At a meeting of the EU Parliament’s Working Group Against Antisemitism, Acting Director Henrike Trautmann of the EU Commission said, “It is very clear that the study does reveal the existence of very deeply problematic content.”
He asserted that “changes to the curriculum are essential” and “full compliance of all educational material with UNESCO standards of peace, tolerance, coexistence and non-violence must be ensured as must any reference of antisemitic nature … be addressed and taken out.”
EU Parliament Vice-President Nicola Beer opened the meeting by saying, “It hurts us to read about the content of textbooks that only exist thanks to an educational infrastructure that the European Union, together with other donors, enable the Palestinian Authority to have.”
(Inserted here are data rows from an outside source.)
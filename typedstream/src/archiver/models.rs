/*!
 Data structures and models produced by the unarchiver.
*/

use std::{
    cell::RefCell,
    fmt::{Display, Formatter, Result as FmtResult},
    rc::Rc,
};

use crate::encoding::Encoding;

/// Information about a class as it is stored at the start of objects in a
/// `typedstream`, linked to its superclass up to the root of the chain.
#[derive(Debug, Clone, PartialEq, Eq)]
pub struct Class {
    /// The name of the class
    pub name: Rc<[u8]>,
    /// The encoded version of the class
    pub version: i64,
    /// The superclass, or `None` for a root class
    pub superclass: Option<Rc<Class>>,
}

impl Class {
    /// The class name as text; undecodable bytes are replaced.
    pub fn name_string(&self) -> String {
        String::from_utf8_lossy(&self.name).into_owned()
    }

    /// Whether this class or any of its superclasses has the given name.
    pub fn is_kind_of(&self, name: &[u8]) -> bool {
        if *self.name == *name {
            return true;
        }
        match &self.superclass {
            Some(superclass) => superclass.is_kind_of(name),
            None => false,
        }
    }
}

impl Display for Class {
    fn fmt(&self, fmt: &mut Formatter<'_>) -> FmtResult {
        write!(fmt, "{} v{}", self.name_string(), self.version)?;
        if let Some(superclass) = &self.superclass {
            write!(fmt, ", extends {superclass}")?;
        }
        Ok(())
    }
}

/// A group of values serialized together under a single type encoding string.
///
/// Groups are created by archiving several values in one call, which joins
/// their type encodings into one string followed by the values back to back.
/// Single-value groups are by far the most common case.
#[derive(Debug, Clone, PartialEq)]
pub struct TypedGroup {
    /// The type encodings declared for this group
    pub encodings: Vec<Encoding>,
    /// The decoded values, one per encoding
    pub values: Vec<Value>,
}

impl TypedGroup {
    /// The group's only value, if it holds exactly one.
    pub fn single(&self) -> Option<&Value> {
        match self.values.as_slice() {
            [value] => Some(value),
            _ => None,
        }
    }
}

/// The decoded contents of an archived object.
#[derive(Debug, Clone, PartialEq)]
pub enum ObjectContents {
    /// The object is currently being decoded. Only observable by a class
    /// decoder that reads back a reference to its own object mid-decode;
    /// such cycles are patched up once the decoder returns.
    Pending,
    /// The raw typed value groups of an object whose class has no registered
    /// decoder, in order of appearance
    Generic(Vec<TypedGroup>),
    /// The representation chosen by the registered class decoder
    Value(Value),
}

/// One archived object: its class chain plus its decoded contents.
///
/// Objects are handed out as [`Rc<RefCell<Object>>`] so that every reference
/// to the same archived object resolves to the same allocation, and so that
/// cyclic graphs can be completed by mutation after the fact.
#[derive(Debug, Clone, PartialEq)]
pub struct Object {
    /// The most derived class of the object, linked up to its root class
    pub class: Rc<Class>,
    pub contents: ObjectContents,
}

impl Object {
    /// If this object is an `NSString` or `NSMutableString`, the decoded text.
    pub fn as_string(&self) -> Option<&str> {
        if !self.class.is_kind_of(b"NSString") {
            return None;
        }
        match &self.contents {
            ObjectContents::Value(Value::String(text)) => Some(text),
            _ => None,
        }
    }
}

/// A value decoded from a `typedstream`.
///
/// `typedstream` data doesn't include property names, so object contents are
/// stored in order of appearance.
#[derive(Debug, Clone, PartialEq)]
pub enum Value {
    /// Signed integer types are coerced into this container
    SignedInteger(i64),
    /// Unsigned integer types are coerced into this container
    UnsignedInteger(u64),
    /// Single-precision floats
    Float(f32),
    /// Double-precision floats
    Double(f64),
    /// Text decoded by a class decoder, for example `NSString` contents
    String(String),
    /// Raw data: `+` strings and char arrays
    Bytes(Vec<u8>),
    /// A shared C string or atom
    CString(Rc<[u8]>),
    /// A selector name
    Selector(Rc<[u8]>),
    /// A fixed-length C array, or the elements of an `NSArray`/`NSSet`
    Array(Vec<Value>),
    /// The entries of an `NSDictionary`, in archive order
    Dictionary(Vec<(Value, Value)>),
    /// A C struct or union; the name is `?` for anonymous types
    Struct { name: String, fields: Vec<Value> },
    /// A class value (`#`), or a class chain read back by a decoder
    Class(Rc<Class>),
    /// An archived object; identical references share one allocation
    Object(Rc<RefCell<Object>>),
    /// A nil object, string, or selector
    Nil,
}

impl Value {
    /// The shared object handle, if this value is an object.
    pub fn as_object(&self) -> Option<&Rc<RefCell<Object>>> {
        match self {
            Value::Object(handle) => Some(handle),
            _ => None,
        }
    }

    /// The decoded text, if this value is an `NSString`-like object or a
    /// string produced by a decoder.
    pub fn as_string(&self) -> Option<String> {
        match self {
            Value::String(text) => Some(text.clone()),
            Value::Object(handle) => handle.borrow().as_string().map(str::to_owned),
            _ => None,
        }
    }
}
“Depicting Jews as dangerous, demonizing them, perpetuating anti-Jewish prejudices is just upsetting,” she said. “But reading about schoolbooks — and here I speak as a mother — glorifying [Palestinian] terrorist Dalal al-Mughrabi, presenting cold-blooded violence against civilians, including a lot of children, as resistance leaves me speechless.”
The EU Parliament’s Budget Committee is set to meet this month on budget allocations, and several proposals have been raised to freeze aid to the Palestinian Authority if textbooks are not changed.
Marcus Sheff, CEO of the organization IMPACT-se, which researches Palestinian educational materials, commented, “This statement by a senior EU official that the textbooks in the Palestinian education sector it supports cannot continue to incite children to hatred and violence is particularly relevant, coming just a couple of weeks before the parliament debates freezing funding to the Palestinian Authority until changes are made.”
“There exists real strength of feeling and a common purpose across the political spectrum in Brussels that incitement in Palestinian textbooks now has to stop, and that European Union institutions will take a lead role in the process,” he said.
The EU’s study was conducted by the Georg Eckert Institute for International Textbook Research (GEI) and analyzed 156 textbooks and 16 teacher guides published between 2017 and 2019 by the Palestinian Ministry of Education in a range of subjects.
At a Sept. 2 hearing, European parliament members were unanimous in condemning material revealed by the report.